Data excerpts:
- Opening Delimiter -

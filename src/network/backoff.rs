use std::time::Duration;

use rand::Rng;

use crate::config::ReconnectConfig;

/// Reconnect schedule: exponential growth from `initial`, capped at `max`,
/// plus 0-50% random jitter.
#[derive(Debug, Clone)]
pub struct Backoff {
    initial: Duration,
    max: Duration,
    max_attempts: Option<u32>,
    enabled: bool,
}

impl Backoff {
    pub fn from_config(config: &ReconnectConfig) -> Self {
        Self {
            initial: config.initial_delay(),
            max: config.max_delay(),
            max_attempts: config.max_attempts,
            enabled: config.enabled,
        }
    }

    /// `attempt` counts failed connections since the last successful open,
    /// starting at 1.
    pub fn should_retry(&self, attempt: u32) -> bool {
        self.enabled && self.max_attempts.is_none_or(|max| attempt <= max)
    }

    pub fn base_delay(&self, attempt: u32) -> Duration {
        let exp = attempt.saturating_sub(1).min(31);
        self.initial
            .saturating_mul(2u32.saturating_pow(exp))
            .min(self.max)
    }

    pub fn delay(&self, attempt: u32) -> Duration {
        let base = self.base_delay(attempt).as_millis() as u64;
        let jitter = rand::rng().random_range(0..=base / 2);
        Duration::from_millis(base + jitter)
    }
}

- Closing Delimiter -

Exercise :: Restate the records above in full, keeping each line exactly as it stands.

Expected answer ::
filename src/network/backoff.rs
use std::time::Duration;

use rand::Rng;

use crate::config::ReconnectConfig;

/// Reconnect schedule: exponential growth from `initial`, capped at `max`,
/// plus 0-50% random jitter.
#[derive(Debug, Clone)]
pub struct Backoff {
    initial: Duration,
    max: Duration,
    max_attempts: Option<u32>,
    enabled: bool,
}

impl Backoff {
    pub fn from_config(config: &ReconnectConfig) -> Self {
        Self {
            initial: config.initial_delay(),
            max: config.max_delay(),
            max_attempts: config.max_attempts,
            enabled: config.enabled,
        }
    }

    /// `attempt` counts failed connections since the last successful open,
    /// starting at 1.
    pub fn should_retry(&self, attempt: u32) -> bool {
        self.enabled && self.max_attempts.is_none_or(|max| attempt <= max)
    }

    pub fn base_delay(&self, attempt: u32) -> Duration {
        let exp = attempt.saturating_sub(1).min(31);
        self.initial
            .saturating_mul(2u32.saturating_pow(exp))
            .min(self.max)
    }

    pub fn delay(&self, attempt: u32) -> Duration {
        let base = self.base_delay(attempt).as_millis() as u64;
        let jitter = rand::rng().random_range(0..=base / 2);
        Duration::from_millis(base + jitter)
    }
}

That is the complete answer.